Recession deepens in second quarter amid oil slump
According to the Central Bank, gross domestic product (GDP) dropped 9.9%
in the second quarter over the same quarter last year. The second quarter
reading was well below market expectations of 5.5% and more than twice the
4% drop the Central Bank had anticipated as recently as last month. The
strong second quarter decline brought growth down 7.1% in the first half
over the same period last year. The second quarter contraction was driven
by a 12.2% decline (Q1: -6.1% year-on-year) in public sector activity,
whereas private sector output dropped by 8.5% for the same period (Q1:
On a sectoral basis, the oil industry dipped deeper into recession with a
stunning 16.7% decline in activity over the same quarter last year – the
fifth consecutive drop and down further from the 7.7% contraction in the
first quarter. According to the Central Bank, the drop in the oil economy
can be attributed principally to the OPEC-induced production cutbacks
adopted by Venezuela this year and declines in refinery production
resulting from lower global demand. In the past year and a half, Venezuela
cut the country’s oil output quota three times by a total of 406,000
barrels per day (bpd) to the current 2.67 million bpd production level.

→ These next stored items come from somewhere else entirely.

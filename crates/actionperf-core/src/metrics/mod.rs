//! Metric capability and the standard metric variants.
//!
//! A metric observes start/complete events of one action and mutates one or
//! more backend counters. Metrics are shared by every concurrent invocation of
//! the same action, so callbacks take `&self` and rely on the backend's
//! per-operation atomicity.

pub mod set;
pub mod standard;

use std::sync::Arc;

use crate::backend::{CounterHandle, MetricBackend};
use crate::error::Result;
use crate::identity::ActionIdentity;

pub use set::MetricSet;
pub use standard::{MetricKind, StandardMetric};

/// Observer of start/complete events for one action.
pub trait PerformanceMetric: Send + Sync {
    /// Short name used in diagnostics.
    fn name(&self) -> &str;

    /// Called when an invocation starts.
    fn on_start(&self) -> Result<()> {
        Ok(())
    }

    /// Called when an invocation completes.
    fn on_complete(&self, elapsed_ticks: u64, exception_occurred: bool) -> Result<()>;

    /// Release backend handles. Called once, when the owning set is disposed.
    fn dispose(&self);
}

/// What a metric constructor gets to work with.
#[derive(Clone)]
pub struct MetricContext {
    pub identity: ActionIdentity,
    pub backend: Arc<dyn MetricBackend>,
}

impl MetricContext {
    pub fn new(identity: ActionIdentity, backend: Arc<dyn MetricBackend>) -> Self {
        Self { identity, backend }
    }

    /// Open a counter in the identity's category for the identity's instance.
    pub fn open(&self, counter: &str) -> Result<BoundCounter> {
        let handle = self.backend.open_counter(
            self.identity.category(),
            counter,
            self.identity.sanitized_name(),
        )?;
        Ok(BoundCounter { backend: Arc::clone(&self.backend), handle })
    }
}

/// Constructor for a user-defined metric, invoked once per new identity.
pub type MetricFactory =
    Arc<dyn Fn(&MetricContext) -> Result<Box<dyn PerformanceMetric>> + Send + Sync>;

/// A counter handle together with the backend that issued it.
pub struct BoundCounter {
    backend: Arc<dyn MetricBackend>,
    handle: CounterHandle,
}

impl BoundCounter {
    pub fn handle(&self) -> &CounterHandle { &self.handle }

    pub fn increment(&self) -> Result<()> {
        self.backend.increment(&self.handle)
    }

    pub fn increment_by(&self, n: u64) -> Result<()> {
        self.backend.increment_by(&self.handle, clamp(n))
    }

    pub fn decrement(&self) -> Result<()> {
        self.backend.decrement(&self.handle)
    }

    pub fn set_raw_value(&self, n: u64) -> Result<()> {
        self.backend.set_raw_value(&self.handle, clamp(n))
    }

    pub fn dispose(&self) {
        self.backend.dispose(&self.handle);
    }
}

fn clamp(n: u64) -> i64 {
    i64::try_from(n).unwrap_or(i64::MAX)
}
//! Per-invocation performance tracker.
//!
//! Idle -> Running -> Completed, each step at most once. Nothing in here
//! returns an error or lets a panic escape: whatever goes wrong, the
//! instrumented operation carries on and the invocation is simply not
//! recorded.

use std::panic::{catch_unwind, AssertUnwindSafe};
use std::sync::Arc;
use std::time::Instant;

use actionperf_core::error::PerfError;
use actionperf_core::ActionIdentity;

use crate::dispatch::{CompletionTicket, NotificationDispatcher};
use crate::registry::MetricRegistry;

/// Observable lifecycle phase.
#[derive(Debug, Clone, Copy, PartialEq, Eq)]
pub enum TrackerPhase {
    Idle,
    Running,
    Completed,
}

enum State {
    Idle,
    Running {
        started: Instant,
        /// `None` when the start notification could not be queued.
        ticket: Option<CompletionTicket>,
    },
    Completed,
}

pub struct PerformanceTracker {
    identity: ActionIdentity,
    registry: Arc<MetricRegistry>,
    dispatcher: Arc<NotificationDispatcher>,
    state: State,
}

impl PerformanceTracker {
    pub fn new(
        identity: ActionIdentity,
        registry: Arc<MetricRegistry>,
        dispatcher: Arc<NotificationDispatcher>,
    ) -> Self {
        Self { identity, registry, dispatcher, state: State::Idle }
    }

    pub fn identity(&self) -> &ActionIdentity {
        &self.identity
    }

    pub fn phase(&self) -> TrackerPhase {
        match self.state {
            State::Idle => TrackerPhase::Idle,
            State::Running { .. } => TrackerPhase::Running,
            State::Completed => TrackerPhase::Completed,
        }
    }

    /// Whether the start notification was queued, i.e. whether this
    /// invocation will show up in the counters.
    pub fn is_recorded(&self) -> bool {
        matches!(self.state, State::Running { ticket: Some(_), .. })
    }

    /// Start timing, resolve the metric set and queue the start notification.
    pub fn start(&mut self) {
        if !matches!(self.state, State::Idle) {
            tracing::debug!(identity = %self.identity, "tracker already started; ignoring start");
            return;
        }
        let started = Instant::now();

        let ticket = catch_unwind(AssertUnwindSafe(|| {
            let set = self.registry.get_or_create(&self.identity);
            self.dispatcher.dispatch_start(set)
        }))
        .unwrap_or_else(|payload| Err(PerfError::from_panic(payload)));

        let ticket = match ticket {
            Ok(t) => Some(t),
            Err(e) => {
                report(&self.identity, "start", &e);
                None
            }
        };

        self.state = State::Running { started, ticket };
    }

    /// Stop timing and queue the complete notification.
    pub fn complete(&mut self, unhandled_exception: bool) {
        let elapsed_ticks = match &self.state {
            State::Running { started, .. } => {
                u64::try_from(started.elapsed().as_nanos()).unwrap_or(u64::MAX)
            }
            _ => 0,
        };
        self.complete_with_elapsed(elapsed_ticks, unhandled_exception);
    }

    /// Like [`PerformanceTracker::complete`], with the elapsed time measured by the caller.
    pub fn complete_with_elapsed(&mut self, elapsed_ticks: u64, unhandled_exception: bool) {
        match std::mem::replace(&mut self.state, State::Completed) {
            State::Running { ticket: Some(ticket), .. } => {
                ticket.complete(elapsed_ticks, unhandled_exception);
            }
            State::Running { ticket: None, .. } => {
                tracing::debug!(
                    identity = %self.identity,
                    "start was not recorded; skipping complete"
                );
            }
            State::Idle => {
                tracing::debug!(identity = %self.identity, "complete without start ignored");
                self.state = State::Idle;
            }
            State::Completed => {
                tracing::debug!(
                    identity = %self.identity,
                    "tracker already completed; ignoring complete"
                );
            }
        }
    }
}

impl Drop for PerformanceTracker {
    /// An invocation abandoned while running (e.g. its future was dropped by
    /// a panic) is completed as failed so in-progress counts stay balanced.
    fn drop(&mut self) {
        if matches!(self.state, State::Running { .. }) {
            tracing::debug!(identity = %self.identity, "tracker dropped while running");
            self.complete(true);
        }
    }
}

fn report(identity: &ActionIdentity, event: &'static str, e: &PerfError) {
    match e {
        PerfError::QueueFull => tracing::warn!(
            identity = %identity,
            event,
            "invocation not recorded: dispatch queue full"
        ),
        _ => tracing::debug!(
            identity = %identity,
            event,
            class = e.class().as_str(),
            error = %e,
            "instrumentation failure ignored"
        ),
    }
}
//! The metrics bound to one identity.

use std::panic::{catch_unwind, AssertUnwindSafe};
use std::sync::atomic::{AtomicBool, Ordering};
use std::sync::Arc;

use crate::error::{PerfError, Result};

use super::PerformanceMetric;

/// Ordered, immutable-after-creation collection of metrics for one identity.
pub struct MetricSet {
    identity: Arc<str>,
    metrics: Vec<Box<dyn PerformanceMetric>>,
    disposed: AtomicBool,
}

impl MetricSet {
    pub fn new(identity: Arc<str>, metrics: Vec<Box<dyn PerformanceMetric>>) -> Self {
        Self { identity, metrics, disposed: AtomicBool::new(false) }
    }

    /// Raw name of the owning identity.
    pub fn identity(&self) -> &str { &self.identity }

    pub fn len(&self) -> usize { self.metrics.len() }

    pub fn is_empty(&self) -> bool { self.metrics.is_empty() }

    pub fn metric_names(&self) -> Vec<&str> {
        self.metrics.iter().map(|m| m.name()).collect()
    }

    pub fn is_disposed(&self) -> bool {
        self.disposed.load(Ordering::Acquire)
    }

    /// Deliver a start event to every metric. Returns the number of metrics
    /// that failed; a failing metric never stops delivery to the rest.
    pub fn notify_start(&self) -> usize {
        self.notify_each("start", |m| m.on_start())
    }

    /// Deliver a complete event to every metric. Same failure rules as
    /// [`MetricSet::notify_start`].
    pub fn notify_complete(&self, elapsed_ticks: u64, exception_occurred: bool) -> usize {
        self.notify_each("complete", |m| m.on_complete(elapsed_ticks, exception_occurred))
    }

    fn notify_each<F>(&self, event: &'static str, f: F) -> usize
    where
        F: Fn(&dyn PerformanceMetric) -> Result<()>,
    {
        let mut failed = 0;
        for m in &self.metrics {
            let res = catch_unwind(AssertUnwindSafe(|| f(m.as_ref())))
                .unwrap_or_else(|payload| Err(PerfError::from_panic(payload)));
            if let Err(e) = res {
                failed += 1;
                tracing::debug!(
                    identity = %self.identity,
                    metric = m.name(),
                    event,
                    class = e.class().as_str(),
                    error = %e,
                    "metric notification failed"
                );
            }
        }
        failed
    }

    /// Dispose every metric. Only the first call has an effect.
    pub fn dispose(&self) {
        if self.disposed.swap(true, Ordering::AcqRel) {
            return;
        }
        for m in &self.metrics {
            if catch_unwind(AssertUnwindSafe(|| m.dispose())).is_err() {
                tracing::warn!(
                    identity = %self.identity,
                    metric = m.name(),
                    "metric dispose panicked"
                );
            }
        }
    }
}

impl std::fmt::Debug for MetricSet {
    fn fmt(&self, f: &mut std::fmt::Formatter<'_>) -> std::fmt::Result {
        f.debug_struct("MetricSet")
            .field("identity", &self.identity)
            .field("metrics", &self.metric_names())
            .field("disposed", &self.is_disposed())
            .finish()
    }
}
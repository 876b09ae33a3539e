//! Counter backend adapters.

pub mod memory;

use std::sync::Arc;

use actionperf_core::backend::standard_category;

use crate::config::MonitorConfig;

pub use memory::{CounterRow, CounterSample, InMemoryBackend};

/// Build the in-memory backend described by `cfg`.
pub fn from_config(cfg: &MonitorConfig) -> Arc<InMemoryBackend> {
    let backend = InMemoryBackend::new();
    if cfg.backend.install_standard_category {
        let category = standard_category(cfg.monitor.category.clone())
            .without(&cfg.backend.unavailable_counters);
        backend.install_category(category);
    }
    for c in &cfg.backend.unavailable_counters {
        tracing::warn!(category = %cfg.monitor.category, counter = %c, "counter not installed");
    }
    Arc::new(backend)
}
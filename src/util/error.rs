use std::error::Error;
use std::fmt::{self, Display, Formatter};

use derive_more::{Display, Error, From, IsVariant, TryInto};

#[derive(Debug, PartialEq, Eq)]
pub struct IndexOutOfBounds {
    pub index: usize,
    pub len: usize,
}

impl Display for IndexOutOfBounds {
    fn fmt(&self, f: &mut Formatter<'_>) -> fmt::Result {
        write!(f, "Index {} out of bounds for container with {} elements!", self.index, self.len)
    }
}

impl Error for IndexOutOfBounds {}

#[derive(Debug, PartialEq, Eq)]
pub struct EmptyContainer;

impl Display for EmptyContainer {
    fn fmt(&self, f: &mut Formatter<'_>) -> fmt::Result {
        write!(f, "Operation requires a non-empty container!")
    }
}

impl Error for EmptyContainer {}

#[derive(Debug, PartialEq, Eq)]
pub struct InsufficientCapacity {
    pub required: usize,
    pub available: usize,
}

impl Display for InsufficientCapacity {
    fn fmt(&self, f: &mut Formatter<'_>) -> fmt::Result {
        write!(
            f,
            "Destination with space for {} elements cannot hold {}!",
            self.available, self.required
        )
    }
}

impl Error for InsufficientCapacity {}

#[derive(Debug, PartialEq, Eq)]
pub struct Unimplemented {
    pub operation: &'static str,
}

impl Display for Unimplemented {
    fn fmt(&self, f: &mut Formatter<'_>) -> fmt::Result {
        write!(f, "Operation {} is not supported!", self.operation)
    }
}

impl Error for Unimplemented {}

#[derive(Debug, Display, Error, From, TryInto, IsVariant)]
pub enum CopyError {
    IndexOutOfBounds(IndexOutOfBounds),
    InsufficientCapacity(InsufficientCapacity),
}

Meanwhile, at US$ 21.90 per barrel, the average oil price for the
Venezuelan mix of crude oils remained only marginally higher in the second
quarter 2002 than for the same quarter last year, when the price averaged
US$ 21.71 per barrel. The strong rebound of the oil price in the first two
months of the third quarter promises to give the sector a boost. On 6
September, the oil price reached US$ 24.86 per barrel, which helped raise
the average price for the third quarter to US$23.88 per barrel, 13.9%
above the average price in Q3 2001. In addition, oil production may
receive a boost. With the global recovery in oil demand and storage levels
reverting back to normal, OPEC may be considering a boost to oil
production quotas in its 19 September Osaka meeting, which would serve to
further boost the oil economy.
The recession in construction deepened further in the second quarter, with
activity dropping 30.8%, which was significantly below the 7.1% decline
observed in the first quarter. The slump in construction activity is
likely to prompt a further increase in unemployment, which reached 16.3%
in June (15.2% in May), given the labour intensive nature of the sector.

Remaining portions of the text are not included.